Precision ground flat stones would be great but before we had ready access to those things machinists took a medium/fine India stone and flattened them with sandpaper on tempered glass or surface plates and used them to stone out defects on lathe beds. Given the state of your bed, I would personally go buy a Norton combination stone and flatten it on glass, then stone off the major defects. You are just looking for a flat surface; the defects themselves will not cause issues.


----------



## Olli-Matti (Jan 19, 2021)

I got mine last May and been fidling with it since. There is still on change gear set for sale at the ebay at the moment, but it is not cheap. Those never are. I did install multifix Aa size toolpost on mine and if you do that you have to modify your top slide. I took 3,7mm off off the top slide and also the original 8mm stud needs modification to make it fit. Well worth a mod to do though, that multifix is a blessing in use.

I did also change the original motor to 3-phase motor with a vfd, reduced noice significantly and makes the lathe very versatile. A must modification if you ask me. What comes to ways and gibs etc being worn or not I would suggest to use them first and learn to adjust the slides and go from there. If still seems excessively worn then might be time to seek new parts. I did suspect a little worn bed at the beginning but now that I have used the lathe and measured and worked with it I think it is a ok. Has some dings near the chuck similar to yours but after turning several parts I get easily inside the 0.01mm accuracy which is fine by me with a all manual lathe. Sharp toolbits are a must and different kinds for different materials. 

Good luck with the lathe, I think you found a good table top machine and will have a great time with it!

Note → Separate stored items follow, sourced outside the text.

//! Textual rule syntax for configuration files.
//!
//! Rules are written as `name` or `name(arg, ...)`:
//!
//! - entry: `always`, `price_above(104.5)`, `price_below(98.0)`,
//!   `ma_crossover(3, 8)`
//! - exit: `never`, `profit_target(2.5)`, `price_below(98.0)`,
//!   `ma_crossunder(3, 8)`
//!
//! Errors carry the byte position of the offending token so the CLI can
//! point a caret at it.

use crate::domain::error::ParseError;
use crate::domain::strategy::{EntryRule, ExitRule};

pub fn parse_entry(input: &str) -> Result<EntryRule, ParseError> {
    let form = parse_form(input)?;
    match form.name.as_str() {
        "always" => {
            form.expect_args(0)?;
            Ok(EntryRule::Always)
        }
        "price_above" => {
            form.expect_args(1)?;
            Ok(EntryRule::PriceAbove(form.price_arg(0)?))
        }
        "price_below" => {
            form.expect_args(1)?;
            Ok(EntryRule::PriceBelow(form.price_arg(0)?))
        }
        "ma_crossover" => {
            form.expect_args(2)?;
            Ok(EntryRule::MaCrossover {
                short: form.period_arg(0)?,
                long: form.period_arg(1)?,
            })
        }
        other => Err(ParseError {
            message: format!("unknown entry rule '{}'", other),
            position: form.name_position,
        }),
    }
}

pub fn parse_exit(input: &str) -> Result<ExitRule, ParseError> {
    let form = parse_form(input)?;
    match form.name.as_str() {
        "never" => {
            form.expect_args(0)?;
            Ok(ExitRule::Never)
        }
        "profit_target" => {
            form.expect_args(1)?;
            Ok(ExitRule::ProfitTarget {
                pct: form.price_arg(0)?,
            })
        }
        "price_below" => {
            form.expect_args(1)?;
            Ok(ExitRule::PriceBelow(form.price_arg(0)?))
        }
        "ma_crossunder" => {
            form.expect_args(2)?;
            Ok(ExitRule::MaCrossunder {
                short: form.period_arg(0)?,
                long: form.period_arg(1)?,
            })
        }
        other => Err(ParseError {
            message: format!("unknown exit rule '{}'", other),
            position: form.name_position,
        }),
    }
}

/// A parsed `name(args)` form; argument positions are byte offsets into the
/// original input.
struct RuleForm {
    name: String,
    name_position: usize,
    args: Vec<(String, usize)>,
}

impl RuleForm {
    fn expect_args(&self, count: usize) -> Result<(), ParseError> {
        if self.args.len() != count {
            return Err(ParseError {
                message: format!(
                    "rule '{}' takes {} argument(s), found {}",
                    self.name,
                    count,
                    self.args.len()
                ),
                position: self.name_position,
            });
        }
        Ok(())
    }

    fn arg(&self, index: usize) -> Result<&(String, usize), ParseError> {
        self.args.get(index).ok_or_else(|| ParseError {
            message: format!("rule '{}' is missing argument {}", self.name, index + 1),
            position: self.name_position,
        })
    }

    fn price_arg(&self, index: usize) -> Result<f64, ParseError> {
        let (text, position) = self.arg(index)?;
        text.parse::<f64>().map_err(|_| ParseError {
            message: format!("expected a number, found '{}'", text),
            position: *position,
        })
    }

    fn period_arg(&self, index: usize) -> Result<usize, ParseError> {
        let (text, position) = self.arg(index)?;
        text.parse::<usize>().map_err(|_| ParseError {
            message: format!("expected a whole number of bars, found '{}'", text),
            position: *position,
        })
    }
}

fn parse_form(input: &str) -> Result<RuleForm, ParseError> {
    let trimmed = input.trim_start();
    let name_position = input.len() - trimmed.len();
    let trimmed = trimmed.trim_end();

    if trimmed.is_empty() {
        return Err(ParseError {
            message: "empty rule".into(),
            position: 0,
        });
    }

    let (name, rest) = match trimmed.find('(') {
        None => (trimmed, None),
        Some(open) => {
            if !trimmed.ends_with(')') {
                return Err(ParseError {
                    message: "missing closing parenthesis".into(),
                    position: name_position + trimmed.len(),
                });
            }
            let inner = &trimmed[open + 1..trimmed.len() - 1];
            (&trimmed[..open], Some((inner, name_position + open + 1)))
        }
    };

    let name = name.trim_end();
    if name.is_empty() || !name.chars().all(|c| c.is_ascii_alphanumeric() || c == '_') {
        return Err(ParseError {
            message: format!("invalid rule name '{}'", name),
            position: name_position,
        });
    }

    let mut args = Vec::new();
    if let Some((inner, inner_position)) = rest {
        if !inner.trim().is_empty() {
            let mut offset = 0;
            for piece in inner.split(',') {
                let arg = piece.trim();
                let arg_position = inner_position + offset + (piece.len() - piece.trim_start().len());
                if arg.is_empty() {
                    return Err(ParseError {
                        message: "empty argument".into(),
                        position: arg_position,
                    });
                }
                args.push((arg.to_string(), arg_position));
                offset += piece.len() + 1;
            }
        }
    }

    Ok(RuleForm {
        name: name.to_lowercase(),
        name_position,
        args,
    })
}
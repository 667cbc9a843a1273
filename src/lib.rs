//! ticksim — deterministic strategy simulation over timestamped market series.
//!
//! Hexagonal architecture: domain logic in [`domain`], port traits in [`ports`],
//! concrete implementations in [`adapters`].

pub mod domain;
pub mod ports;
pub mod adapters;
pub mod cli;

I did start machining last May and just month ago finished my build of a model diesel engine. That project was kind of goal for me when starting out with this venture into machining. Take a look, I think it proves the lathe is capable for some fine presicion work: Boll Aero model diesel engine


----------



## Fermic (Jan 27, 2021)

New update with some purchases.

I bought a nice set of Multifix Aa for a bit too much but not that matters much to me.
Should I add a sleeve or make a new stud ?

The final package should arrive this week with my 4-jaw chuck and many other things that'll make my mill head useable by adding the missing drill chuck.
The real trouble is figuring out how to mill the top of my compound with what I have on my lathe. Hopefully just enough to mill my compound with it.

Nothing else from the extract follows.